Drew: We've actually got an honors student at the moment who is studying disaster warnings like if a hurricane is coming, looking at what makes a good communication message, and whether ChatGPT outperforms a human writing those messages. It is actually like a really interesting and important research question. If people are using these answers, then how well-written they are does actually matter and whether they follow a clear format that lets people take action? That's what this reviewer is commenting on is the expert saying, when there's minor inconsistencies, that could actually really confuse an older person who is trying to read and follow these instructions. The fact that ChatGPT doesn't have an internal consistency check of its own answers is a problem, but its general formula might actually be really quite helpful in motivating people to follow the advice.

David: Okay, Drew, number five, exercising outdoors if you've got near road traffic if you've got asthma.

Drew: If you're worried about exercising, is exercising near traffic bad for you? The conclusion is that what they provide is credible and authority of pretty much what you get from a scientific organization.
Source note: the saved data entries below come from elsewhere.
use std::env;

use anyhow::{anyhow, bail, Context, Error};
use clap::ArgMatches;
use serde::{Deserialize, Serialize};
use viewc::{Compiler, ErrorPolicy, Syntax};

/// Overrides specific delimiters.
#[derive(Debug, Clone, Serialize, Deserialize)]
#[serde(rename_all = "kebab-case", default)]
pub struct SyntaxElements {
    block_start: String,
    block_end: String,
    variable_start: String,
    variable_end: String,
    comment_start: String,
    comment_end: String,
}

impl Default for SyntaxElements {
    fn default() -> Self {
        let syntax = Syntax::default();
        SyntaxElements {
            block_start: syntax.block_start.into_owned(),
            block_end: syntax.block_end.into_owned(),
            variable_start: syntax.variable_start.into_owned(),
            variable_end: syntax.variable_end.into_owned(),
            comment_start: syntax.comment_start.into_owned(),
            comment_end: syntax.comment_end.into_owned(),
        }
    }
}

/// Holds in-memory config state for the execution.
#[derive(Debug, Clone, Serialize, Deserialize)]
#[serde(rename_all = "kebab-case", default)]
pub struct Config {
    strict: bool,
    debug: bool,
    newline: bool,
    require_declared: bool,
    methods: Vec<String>,
    properties: Vec<String>,
    syntax: SyntaxElements,
}

impl Default for Config {
    fn default() -> Self {
        Self {
            strict: false,
            debug: false,
            newline: true,
            require_declared: false,
            methods: Vec::new(),
            properties: Vec::new(),
            syntax: Default::default(),
        }
    }
}

impl Config {
    pub fn update_from_matches(&mut self, matches: &ArgMatches) -> Result<(), Error> {
        if matches.get_flag("strict") {
            self.strict = true;
        }
        if matches.get_flag("debug") {
            self.debug = true;
        }
        if matches.get_flag("no-newline") {
            self.newline = false;
        }
        if matches.get_flag("require-declared") {
            self.require_declared = true;
        }
        self.methods.extend(
            matches
                .get_many::<String>("method")
                .unwrap_or_default()
                .cloned(),
        );
        self.properties.extend(
            matches
                .get_many::<String>("property")
                .unwrap_or_default()
                .cloned(),
        );
        if let Some(pairs) = matches.get_many::<String>("syntax") {
            self.update_syntax_from_pairs(pairs.map(|x| x.as_str()))?;
        }
        Ok(())
    }

    #[cfg(feature = "toml")]
    pub fn load_from_toml(p: &std::path::Path) -> Result<Config, Error> {
        let contents = std::fs::read_to_string(p)
            .with_context(|| format!("unable to read config file '{}'", p.display()))?;
        let cfg: Config = toml::from_str(&contents)
            .with_context(|| format!("invalid config file '{}'", p.display()))?;
        Ok(cfg)
    }

    pub fn update_from_env(&mut self) -> Result<(), Error> {
        if let Ok(strict) = env::var("VIEWC_STRICT") {
            self.strict = parse_env_bool(&strict, "VIEWC_STRICT")?;
        }
        if let Ok(debug) = env::var("VIEWC_DEBUG") {
            self.debug = parse_env_bool(&debug, "VIEWC_DEBUG")?;
        }
        if let Ok(newline) = env::var("VIEWC_NEWLINE") {
            self.newline = parse_env_bool(&newline, "VIEWC_NEWLINE")?;
        }
        if let Ok(require_declared) = env::var("VIEWC_REQUIRE_DECLARED") {
            self.require_declared =
                parse_env_bool(&require_declared, "VIEWC_REQUIRE_DECLARED")?;
        }
        if let Ok(methods) = env::var("VIEWC_METHODS") {
            self.methods = split_names(&methods);
        }
        if let Ok(properties) = env::var("VIEWC_PROPERTIES") {
            self.properties = split_names(&properties);
        }
        if let Ok(syntax) = env::var("VIEWC_SYNTAX") {
            self.update_syntax_from_pairs(syntax.split_whitespace())?;
        }
        Ok(())
    }

    pub fn newline(&self) -> bool {
        self.newline
    }

    /// Creates a compiler configured from this config.
    pub fn make_compiler(&self) -> Result<Compiler, Error> {
        let mut compiler = Compiler::new();
        compiler.set_policy(if self.strict {
            ErrorPolicy::Strict
        } else {
            ErrorPolicy::Lenient
        });
        compiler.set_debug(self.debug);
        compiler.set_require_declared_members(self.require_declared);
        for name in &self.methods {
            compiler.add_method(name.as_str());
        }
        for name in &self.properties {
            compiler.add_property(name.as_str());
        }
        compiler
            .set_syntax(self.make_syntax())
            .context("could not configure syntax")?;
        Ok(compiler)
    }

    fn make_syntax(&self) -> Syntax {
        let s = &self.syntax;
        Syntax {
            block_start: s.block_start.clone().into(),
            block_end: s.block_end.clone().into(),
            variable_start: s.variable_start.clone().into(),
            variable_end: s.variable_end.clone().into(),
            comment_start: s.comment_start.clone().into(),
            comment_end: s.comment_end.clone().into(),
        }
    }

    fn update_syntax_from_pairs<'a, I>(&mut self, iter: I) -> Result<(), Error>
    where
        I: Iterator<Item = &'a str>,
    {
        let s = &mut self.syntax;

        for pair in iter {
            let (key, value) = pair
                .split_once('=')
                .ok_or_else(|| anyhow!("syntax feature needs to be a key=value pair"))?;

            *match key {
                "block-start" => &mut s.block_start,
                "block-end" => &mut s.block_end,
                "variable-start" => &mut s.variable_start,
                "variable-end" => &mut s.variable_end,
                "comment-start" => &mut s.comment_start,
                "comment-end" => &mut s.comment_end,
                _ => bail!("unknown syntax feature '{}'", key),
            } = value.to_string();
        }

        Ok(())
    }
}

fn split_names(s: &str) -> Vec<String> {
    s.split(|c: char| c == ',' || c.is_whitespace())
        .filter(|x| !x.is_empty())
        .map(String::from)
        .collect()
}

fn parse_env_bool(s: &str, var_name: &str) -> Result<bool, Error> {
    match s.to_lowercase().as_str() {
        "0" | "false" | "no" | "off" => Ok(false),
        "1" | "true" | "yes" | "on" => Ok(true),
        _ => bail!("Invalid boolean value for {}: {}", var_name, s),
    }
}

#[cfg(test)]
mod tests {
    use super::*;

    #[test]
    fn test_split_names() {
        assert_eq!(split_names("total, count  isbn"), ["total", "count", "isbn"]);
        assert!(split_names(" , ").is_empty());
    }

    #[test]
    fn test_syntax_pairs() {
        let mut config = Config::default();
        config
            .update_syntax_from_pairs(["block-start=<%", "block-end=%>"].into_iter())
            .unwrap();
        let syntax = config.make_syntax();
        assert_eq!(syntax.block_start, "<%");
        assert_eq!(syntax.block_end, "%>");
        assert_eq!(syntax.variable_start, "{{");

        let err = config
            .update_syntax_from_pairs(["line-statement-prefix=#"].into_iter())
            .unwrap_err();
        assert_eq!(err.to_string(), "unknown syntax feature 'line-statement-prefix'");
        assert!(config
            .update_syntax_from_pairs(["block-start"].into_iter())
            .is_err());
    }

    #[test]
    fn test_env_bool() {
        assert!(parse_env_bool("Yes", "X").unwrap());
        assert!(!parse_env_bool("off", "X").unwrap());
        assert!(parse_env_bool("maybe", "X").is_err());
    }
}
The difference, which the experts consider to be really important, is it doesn't state its evidence underpinning the various things that it makes. It doesn't include its citations, most things on the internet don't, but that is important if ChatGPT is also not picking up on recent evidence. If it doesn't tell you the evidence, it is missing evidence, and it is always sounding very confident, that's a problem.

David, they don't talk about this in the paper, but I'm immediately worried about this world where safety professionals start writing their advice using ChatGPT. It starts off as really good advice because it's simply copying advice that's out there. But once we get five years down the line and we're using ChatGPT to copy ChatGPT written answers, they're just going to get more and more out of date because it's going by vole, not on credibility, recency, or it's not able to synthesize the updates to its own advice.

David: Yeah. Also, this was one of the first time we started seeing an answer from ChatGPT around like, according to the World Health Organization, things are seemingly very credible. I'm sure that the WHO have published guidance on air pollution and asthma, but then once it pulls from that a source, it starts introducing words like incidence about the frequency of certain types of conditions. This question didn't even ask about that. It was asking about if you already have asthma, how safe is it to exercise outdoors next to traffic? Incidence, if you've already got, it becomes irrelevant. It's missing that nuance, but it's really confidently putting forward seemingly very credible advice. Does that makes a little bit of sense?

Drew: The other thing that the authors note is that the advice is politically skewed. They say that there's advice about the best thing you can do for clean air is actually to advocate for clean air rather than just trying to worry about whether you can go out in the smog. Generally, government agencies don't include that because it's like the government criticizing the government. It tends to be academic and non government organizations that give advice that includes these structural changes to reduce the risk. I love the way we have to guess what ChatGPT is doing because it doesn't cite its sources, particularly not when it's synthesizing, but we have to guess that ChatGPT here is generally prioritizing these simple government advisories rather than academic information

David: The fact that most of that academic information is behind paywalls, again, you can't really blame ChatGPT for not drawing on it. I assume ChatGPT has the same difficulty getting papers as some of our listeners might.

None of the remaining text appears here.